When menopause gifted me a six-month “period residency” and the memory of a goldfish, a bewildering bathroom moment and a very honest Christmas Eve appointment led me to create FlowSafe — because relying on recall during hormonal chaos is frankly absurd.

MENOPAUSE

2 min read

worm's-eye view photography of concrete building
worm's-eye view photography of concrete building

When Menopause Turns Your Period Into an Uninvited Guest

For six months — courtesy of menopause — my period behaved less like a cycle and more like an unsolicited long-term houseguest.

No clear schedule. No respect for boundaries. Just a vague sense that something might be happening at any given moment. Hormones were making executive decisions without consulting me, and my body had clearly decided predictability was overrated.

Brain Fog, Hormones, and the Bathroom Realisation

Then came the bathroom moment.

I was standing there — toothbrush in hand, brain on pause — when I realised I had absolutely no idea why I’d gone in.

Not in a big, alarming way. Just a quiet, deeply confusing pause where I thought:

Am I here to change? Have I already changed? Is this happening now, or was that yesterday… or last week?
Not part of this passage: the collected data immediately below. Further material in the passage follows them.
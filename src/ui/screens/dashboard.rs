use eframe::egui::{Button, RichText, Ui, Vec2};
use egui_plot::{Bar, BarChart, Plot};

use crate::{
    app::DashboardState,
    config::CATALOG,
    tx::Clock,
    ui::{UI_CONFIG, UI_TEXT, UiStyleExt, tx_status_color, tx_status_text},
};

pub(crate) fn render_dashboard(ui: &mut Ui, state: &mut DashboardState, clock: &dyn Clock) {
    ui.heading(RichText::new(&UI_TEXT.dashboard_heading).color(UI_CONFIG.colors.heading));
    ui.add_space(12.0);

    UI_CONFIG.card_frame().show(ui, |ui| {
        ui.set_width(ui.available_width());
        ui.label_subheader(UI_TEXT.revenue_heading.as_str());
        ui.add_space(8.0);

        let bars: Vec<Bar> = CATALOG
            .revenue
            .iter()
            .enumerate()
            .map(|(i, bar)| {
                Bar::new(i as f64, bar.amount_eth)
                    .width(0.6)
                    .name(bar.month)
                    .fill(UI_CONFIG.colors.accent)
            })
            .collect();

        Plot::new("monthly_revenue")
            .height(180.0)
            .allow_drag(false)
            .allow_zoom(false)
            .allow_scroll(false)
            .allow_double_click_reset(false)
            .show_axes([false, true])
            .x_axis_formatter(|mark, _range| {
                let idx = mark.value.round();
                if idx < 0.0 {
                    return String::new();
                }
                CATALOG
                    .revenue
                    .get(idx as usize)
                    .map(|bar| bar.month.to_string())
                    .unwrap_or_default()
            })
            .show(ui, |plot_ui| {
                plot_ui.bar_chart(BarChart::new("revenue", bars));
            });
    });

    ui.add_space(12.0);

    UI_CONFIG.card_frame().show(ui, |ui| {
        ui.set_width(ui.available_width());
        ui.metric(
            &UI_TEXT.label_available_earnings,
            CATALOG.available_earnings,
            UI_CONFIG.colors.heading,
        );
        ui.add_space(8.0);

        let withdraw = Button::new(ui.button_text_primary(UI_TEXT.btn_withdraw.as_str()))
            .fill(UI_CONFIG.colors.accent)
            .min_size(Vec2::new(120.0, 28.0));
        if ui.add(withdraw).clicked() {
            state.withdraw.trigger(clock);
        }

        if let Some(status) = state.withdraw.status() {
            ui.add_space(6.0);
            ui.metric(
                &UI_TEXT.label_status,
                tx_status_text(status),
                tx_status_color(status),
            );
        }
    });
}
use chrono::DateTime;
use web_time::{SystemTime, UNIX_EPOCH};

/// Epoch milliseconds from a wall clock that also works on wasm32.
pub fn now_timestamp_ms() -> i64 {
    SystemTime::now()
        .duration_since(UNIX_EPOCH)
        .map(|d| d.as_millis() as i64)
        .unwrap_or(0)
}

/// Wall-clock display for "connected since" style labels.
pub fn epoch_ms_to_time_string(epoch_ms: i64) -> String {
    match DateTime::from_timestamp_millis(epoch_ms) {
        Some(dt) => format!("{}", dt.format("%H:%M:%S UTC")),
        None => "-".to_string(),
    }
}

/// Shorten long identifiers (addresses, hashes) to `head…tail` for display.
pub fn truncate_middle(s: &str, head: usize, tail: usize) -> String {
    let chars: Vec<char> = s.chars().collect();
    if chars.len() <= head + tail + 1 {
        return s.to_string();
    }
    let front: String = chars[..head].iter().collect();
    let back: String = chars[chars.len() - tail..].iter().collect();
    format!("{}…{}", front, back)
}

#[cfg(test)]
mod tests {
    use super::*;

    #[test]
    fn truncate_middle_shortens_only_long_strings() {
        assert_eq!(truncate_middle("0xABC", 6, 4), "0xABC");
        assert_eq!(
            truncate_middle("0x9aF3c2D11bE04F5a8B7C6d21aa30E94fD5C08821", 6, 4),
            "0x9aF3…8821"
        );
    }

    #[test]
    fn epoch_ms_formats_and_rejects_out_of_range() {
        assert_eq!(epoch_ms_to_time_string(0), "00:00:00 UTC");
        assert_eq!(epoch_ms_to_time_string(i64::MAX), "-");
    }
}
I stood there negotiating with my own memory like it was an unreliable witness.

Six months of constant hormonal chaos will do that to you. You stop trusting your internal timeline. You become cautious. You develop a low-grade suspicion of all fabric.
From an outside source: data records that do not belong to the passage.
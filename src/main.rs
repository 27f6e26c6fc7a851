#![cfg_attr(not(debug_assertions), windows_subsystem = "windows")] // Windows release: hide console window
use modelchain::{Cli, run_app};

#[cfg(not(target_arch = "wasm32"))]
use {
    clap::Parser,
    eframe::NativeOptions,
    modelchain::config::PERSISTENCE,
    std::{panic, path::PathBuf},
};

#[cfg(target_arch = "wasm32")]
use wasm_bindgen::{JsCast, prelude::*};

#[cfg(target_arch = "wasm32")]
#[wasm_bindgen]
pub fn _keep_alive() {}

#[cfg(target_arch = "wasm32")]
fn main() {}

#[cfg(target_arch = "wasm32")]
pub fn init_log() {
    let (global_level, my_code_level) = if cfg!(debug_assertions) {
        (log::LevelFilter::Warn, log::LevelFilter::Info)
    } else {
        (log::LevelFilter::Error, log::LevelFilter::Error)
    };

    let _ = fern::Dispatch::new()
        .level(global_level)
        .level_for(env!("CARGO_CRATE_NAME"), my_code_level)
        .chain(fern::Output::call(|record| {
            let msg = record.args().to_string();
            match record.level() {
                log::Level::Error => web_sys::console::error_1(&msg.into()),
                log::Level::Warn => web_sys::console::warn_1(&msg.into()),
                log::Level::Info => web_sys::console::info_1(&msg.into()),
                log::Level::Debug | log::Level::Trace => web_sys::console::log_1(&msg.into()),
            }
        }))
        .apply();
}

#[cfg(target_arch = "wasm32")]
#[wasm_bindgen(start)]
pub async fn start() -> Result<(), wasm_bindgen::JsValue> {
    console_error_panic_hook::set_once();
    init_log();

    let window = web_sys::window().expect("no global `window` exists");
    let document = window.document().expect("should have a document on window");
    let canvas = document
        .get_element_by_id("the_canvas_id")
        .expect("Failed to find canvas with id 'the_canvas_id'")
        .dyn_into::<web_sys::HtmlCanvasElement>()
        .map_err(|_| "the_canvas_id was not a valid HtmlCanvasElement")?;

    // The web demo always carries the built-in wallet so visitors can click around.
    let args = Cli { demo: true };

    eframe::WebRunner::new()
        .start(
            canvas,
            eframe::WebOptions::default(),
            Box::new(|cc| Ok(Box::new(run_app(cc, args)))),
        )
        .await
}

#[cfg(not(target_arch = "wasm32"))]
fn main() -> eframe::Result {
    panic::set_hook(Box::new(|info| {
        let backtrace = std::backtrace::Backtrace::force_capture();
        log::error!("CRITICAL PANIC:\n{}\nStack Trace:\n{}", info, backtrace);
    }));

    let (global_level, my_code_level) = if cfg!(debug_assertions) {
        (log::LevelFilter::Warn, log::LevelFilter::Info)
    } else {
        (log::LevelFilter::Error, log::LevelFilter::Error)
    };

    let mut builder = env_logger::Builder::new();

    builder
        .filter(None, global_level)
        .filter(Some("modelchain"), my_code_level)
        .init();

    let args = Cli::parse();
    let options = NativeOptions {
        persistence_path: Some(PathBuf::from(PERSISTENCE.app.state_path)),
        viewport: eframe::egui::ViewportBuilder::default()
            .with_inner_size([1100.0, 720.0])
            .with_title("ModelChain - Decentralized Model Marketplace"),
        ..Default::default()
    };

    eframe::run_native(
        "ModelChain",
        options,
        Box::new(move |cc| Ok(Box::new(run_app(cc, args)))),
    )
}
At the time, I laughed — because honestly, what else do you do when your body and brain are clearly having meetings without you?
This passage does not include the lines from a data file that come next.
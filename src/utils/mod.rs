mod time_utils;

pub use time_utils::{epoch_ms_to_time_string, now_timestamp_ms, truncate_middle};
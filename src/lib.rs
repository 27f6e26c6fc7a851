#![allow(clippy::collapsible_if)]
#![allow(clippy::collapsible_else_if)]

// Core modules
pub mod app;
pub mod config;
pub mod tx;
pub mod ui;
pub mod utils;
pub mod wallet;

// Re-export commonly used types outside of crate
pub use app::App;
pub use wallet::{WalletProvider, WalletSession};

// CLI argument parsing
use clap::Parser;

#[derive(Parser, Debug, Clone)]
#[command(author, version, about, long_about = None)]
pub struct Cli {
    /// Use the built-in demo wallet provider even when no wallet is configured
    #[arg(long, default_value_t = false)]
    pub demo: bool,
}

/// Main application entry point - creates the GUI app
/// This is the public API for the binary to call
pub fn run_app(cc: &eframe::CreationContext<'_>, args: Cli) -> App {
    App::new(cc, args)
}
use eframe::egui::{Color32, CornerRadius, Frame, Margin, Stroke};

pub use crate::ui::ui_text::UI_TEXT;

/// UI Colors for consistent theming
#[derive(Clone, Copy, Default)]
pub struct UiColors {
    pub label: Color32,
    pub heading: Color32,
    pub subsection_heading: Color32,
    pub central_panel: Color32,
    pub side_panel: Color32,
    pub card: Color32,
    pub card_border: Color32,
    pub accent: Color32,
    pub positive: Color32,
    pub negative: Color32,
    pub warning: Color32,
    pub text_subdued: Color32,
}

/// Main UI configuration struct that holds all UI-related settings
#[derive(Default, Clone, Copy)]
pub struct UiConfig {
    pub colors: UiColors,
    pub sidebar_width: f32,
    pub card_width: f32,
}

/// Global UI configuration instance
pub static UI_CONFIG: UiConfig = UiConfig {
    colors: UiColors {
        label: Color32::from_rgb(161, 161, 170),
        heading: Color32::WHITE,
        subsection_heading: Color32::from_rgb(165, 180, 252),
        central_panel: Color32::from_rgb(9, 9, 11),
        side_panel: Color32::from_rgb(17, 17, 20),
        card: Color32::from_rgb(24, 24, 27),
        card_border: Color32::from_rgb(39, 39, 42),
        accent: Color32::from_rgb(99, 102, 241),
        positive: Color32::from_rgb(74, 222, 128),
        negative: Color32::from_rgb(248, 113, 113),
        warning: Color32::from_rgb(250, 204, 21),
        text_subdued: Color32::from_rgb(113, 113, 122),
    },
    sidebar_width: 190.0,
    card_width: 220.0,
};

impl UiConfig {
    /// Frame for the navigation sidebar (Standard padding)
    pub fn side_panel_frame(&self) -> Frame {
        Frame {
            fill: self.colors.side_panel,
            stroke: Stroke::NONE,
            inner_margin: Margin::same(12),
            ..Default::default()
        }
    }

    /// Frame for the screen content area
    pub fn central_panel_frame(&self) -> Frame {
        Frame {
            fill: self.colors.central_panel,
            stroke: Stroke::NONE,
            inner_margin: Margin::same(24),
            ..Default::default()
        }
    }

    /// Rounded card used by every screen for grouped content
    pub fn card_frame(&self) -> Frame {
        Frame {
            fill: self.colors.card,
            stroke: Stroke::new(1.0, self.colors.card_border),
            corner_radius: CornerRadius::same(12),
            inner_margin: Margin::same(16),
            ..Default::default()
        }
    }
}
But that moment planted a question I couldn’t quite shake.

If this is happening to me — informed, attentive, genuinely trying — what must it be like for everyone else?

The Christmas Eve Doctor’s Appointment That Changed Everything

This was Christmas Eve.

While most people were focused on food, family, and festive chaos, I was sitting in a doctor’s appointment being asked:

“When did you last change?”

I paused.

Not because I didn’t care. Not because I hadn’t tried to notice. I simply couldn’t remember.

The nurse, kind and efficient, said, “You need to monitor when you change.”

Monitor how?

Rely on memory during a phase of life known for disrupting memory? Keep mental notes while hormones are rewriting the rules daily? Reconstruct events like some kind of trained detective?

The Problem With Expecting to Remember Everything

That was when the embarrasment faded — and the problem came into focus.

Asking women to never fatigue of relentless period changes during one of the most cognitively disruptive phases of life — with no tools to help them do it.

That isn’t forgetfulness.

That’s a design failure.

How FlowSafe Was Born From a Period Change (or lack of)

FlowSafe didn’t begin as a product idea. It began as a systems question:

How can a woman manage biological changes but monitor them passively, accurately, and without adding mental load?

Innovation is sometimes about noticing where expectations no longer match reality.

Menopause shifts cognition. Hormones affect memory. Periods become unpredictable. But we want to still assume perfect recall.

FlowSafe was conceived to close that gap — quietly, intelligently, and with respect for the responsibility and reality of having periods.

Rethinking Period Innovation for Everyone

That Christmas Eve didn’t give me answers, but it gave me direction.

And looking back now, I’m oddly grateful for the absurdity of it all — the bathroom confusion, the endless unpredictability, the awkward appointment.

Our biology evolves — period change tracking supports that evolution.